Decision making is an essential business and leadership skill, and whether you’re a CEO hammering out strategy with your vice presidents or a soccer coach whose team is choosing new uniforms, it’s your influence ‘behind the scenes’ that ultimately determines how successful the final decision will be. Or so says Harvard Business School's Michael A. Roberto in his book "Why Great Leaders Don't Take Yes for an Answer".

In today’s performance-obsessed business climate managers are evaluated on their ability to produce the desired results. As a result, when managers need to make an important decision they tend to forget that the success of any decision relies as much on quality implementation as it does on picking the right strategy. And according to Roberto, a leader’s ‘people skills’ are the key to successful implementation:

"A leader’s ability to navigate his or her way through the personality clashes, politics, and social pressures of the decision process often determines whether managers will select the appropriate alternative and implementation will proceed smoothly."
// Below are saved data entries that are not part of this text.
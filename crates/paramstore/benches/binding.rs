//! Performance benchmarks for paramstore binding.
//!
//! Run with: `cargo bench -p paramstore`
//!
//! All records load from an in-memory store, so the numbers measure
//! annotation parsing, template rendering, batching and conversion.

#![allow(unused, dead_code, clippy::struct_field_names)]

use std::time::Duration;

use paramstore::store::MemoryStore;
use paramstore::{Loader, Parameters};
use serde_json::{Value, json};

fn main() {
    divan::main();
}

fn store() -> MemoryStore {
    let store = MemoryStore::new()
        .with("/bench/host", "localhost")
        .with("/bench/port", "8080")
        .with("/bench/debug", "true")
        .with("/bench/timeout", "1m30s")
        .with("/bench/ratio", "0.75")
        .with("/bench/hosts", "a,b,c,d")
        .with("/bench/ports", "1,2,3,4,5,6,7,8")
        .with("/bench/limits", r#"{"rps": 100, "burst": 20}"#)
        .with_secure("/bench/token", "t0k3n")
        .with("/prd/bench/host", "prd.internal");

    for i in 0..40 {
        store.set(format!("/bench/field/{i}"), format!("value_{i}"));
    }

    store
}

fn params() -> Value {
    json!({ "env": "prd" })
}

// ============================================================================
// Small Record (3 fields)
// ============================================================================

#[derive(Default, Parameters)]
struct SmallRecord {
    #[param("/bench/host")]
    host: String,
    #[param("/bench/port")]
    port: u16,
    #[param("/bench/debug")]
    debug: bool,
}

#[divan::bench]
fn small_record(bencher: divan::Bencher) {
    let store = store();
    bencher.bench_local(|| {
        let mut record = SmallRecord::default();
        Loader::new(&store).load(&mut record).map(|_| record)
    });
}

// ============================================================================
// Mixed Record (every conversion kind, one decrypted)
// ============================================================================

#[derive(Default, serde::Deserialize)]
struct Limits {
    rps: u32,
    burst: u32,
}

paramstore::json_parameter!(Limits);

#[derive(Default, Parameters)]
struct MixedRecord {
    #[param("/bench/host")]
    host: String,
    #[param("/bench/port")]
    port: u16,
    #[param("/bench/timeout")]
    timeout: Duration,
    #[param("/bench/ratio")]
    ratio: f64,
    #[param("/bench/hosts")]
    hosts: Vec<String>,
    #[param("/bench/ports")]
    ports: Vec<u16>,
    #[param("/bench/limits,json")]
    limits: Limits,
    #[param("/bench/token,decrypt")]
    token: Option<String>,
}

#[divan::bench]
fn mixed_record(bencher: divan::Bencher) {
    let store = store();
    bencher.bench_local(|| {
        let mut record = MixedRecord::default();
        Loader::new(&store).load(&mut record).map(|_| record)
    });
}

// ============================================================================
// Templated Record
// ============================================================================

#[derive(Default, Parameters)]
struct TemplatedRecord {
    #[param("/{{.env}}/bench/host")]
    host: String,
}

#[divan::bench]
fn templated_record(bencher: divan::Bencher) {
    let store = store();
    let params = params();
    bencher.bench_local(|| {
        let mut record = TemplatedRecord::default();
        Loader::new(&store)
            .load_with_value(&mut record, &params)
            .map(|_| record)
    });
}

// ============================================================================
// Batched Record (40 keys, four requests)
// ============================================================================

struct WideRecord {
    keys: Vec<String>,
    fields: Vec<String>,
}

impl WideRecord {
    fn new() -> Self {
        Self {
            keys: (0..40).map(|i| format!("/bench/field/{i}")).collect(),
            fields: vec![String::new(); 40],
        }
    }
}

impl Parameters for WideRecord {
    fn walk<'a>(
        &'a mut self,
        walker: &mut paramstore::Walker<'a, '_>,
    ) -> Result<(), paramstore::Error> {
        let Self { keys, fields } = self;

        for (slot, key) in fields.iter_mut().zip(keys.iter()) {
            walker.field(paramstore::FieldMeta::new("field", "String"), key, slot)?;
        }

        Ok(())
    }
}

#[divan::bench]
fn wide_record(bencher: divan::Bencher) {
    let store = store();
    bencher.bench_local(|| {
        let mut record = WideRecord::new();
        Loader::new(&store).load(&mut record).map(|_| record)
    });
}

// ============================================================================
// Primitives
// ============================================================================

#[divan::bench(args = ["1h", "1h30m15s", "2.5ms", "1500000000"])]
fn parse_duration(text: &str) -> Option<Duration> {
    paramstore::convert::parse_duration_or_nanos(divan::black_box(text)).ok()
}

#[divan::bench]
fn render_template() -> Option<String> {
    paramstore::template::render(
        divan::black_box("/{{.env}}/{{.service}}/db/url"),
        &json!({ "env": "prd", "service": "billing" }),
    )
    .ok()
}
//! Exponential backoff for retrying transient failures, adapted from
//! `jason/src/rpc/backoff_delayer.rs` (there used for reconnecting the
//! RPC transport) to `tokio::time::sleep` instead of a platform-specific
//! delay function.

use std::time::Duration;

use backoff::{future::Retry, ExponentialBackoff};
use futures::future::BoxFuture;

/// [`ExponentialBackoff`] adapted for the `tokio` runtime.
pub struct BackoffDelayer(ExponentialBackoff);

impl BackoffDelayer {
    pub fn new(
        initial_interval: Duration,
        multiplier: f64,
        max_interval: Duration,
        max_elapsed_time: Option<Duration>,
    ) -> Self {
        let max_interval = max_elapsed_time.map_or(max_interval, |max| max_interval.min(max));
        let initial_interval = initial_interval.min(max_interval);

        Self(ExponentialBackoff {
            current_interval: initial_interval,
            initial_interval,
            randomization_factor: 0.0,
            multiplier,
            max_interval,
            max_elapsed_time,
            ..ExponentialBackoff::default()
        })
    }

    /// Retries `operation` according to this delayer's policy until it
    /// succeeds or `backoff::Error::Permanent` is returned.
    pub async fn retry<F, Fut, I, E>(self, operation: F) -> Result<I, E>
    where
        F: FnMut() -> Fut,
        Fut: std::future::Future<Output = Result<I, backoff::Error<E>>>,
    {
        Retry::new(Sleeper, self.0, |_, _| {}, operation).await
    }
}

struct Sleeper;

impl backoff::future::Sleeper for Sleeper {
    type Sleep = BoxFuture<'static, ()>;

    fn sleep(&self, dur: Duration) -> Self::Sleep {
        Box::pin(tokio::time::sleep(dur))
    }
}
Roberto points out that while a vigorous exchange of views leads to better quality decisions, successful implementation depends on reaching a committed consensus. The million dollar question is how do you move your team from debate to consensus?

Roberto contends that the best way to do that is to "actively shape and influence the conditions under which people will interact and deliberate." In other words, carefully choosing your actors and setting the stage before launching the actual search for solutions is a great leadership strategy and a key difference between leadership vs management.

Start by defining the problem to be solved and the objectives that must be met. Carefully select your decision-making team—generally, people who care about or will be affected by the outcome; who have useful expertise; and/or whose authority, influence or cooperation will be needed for success.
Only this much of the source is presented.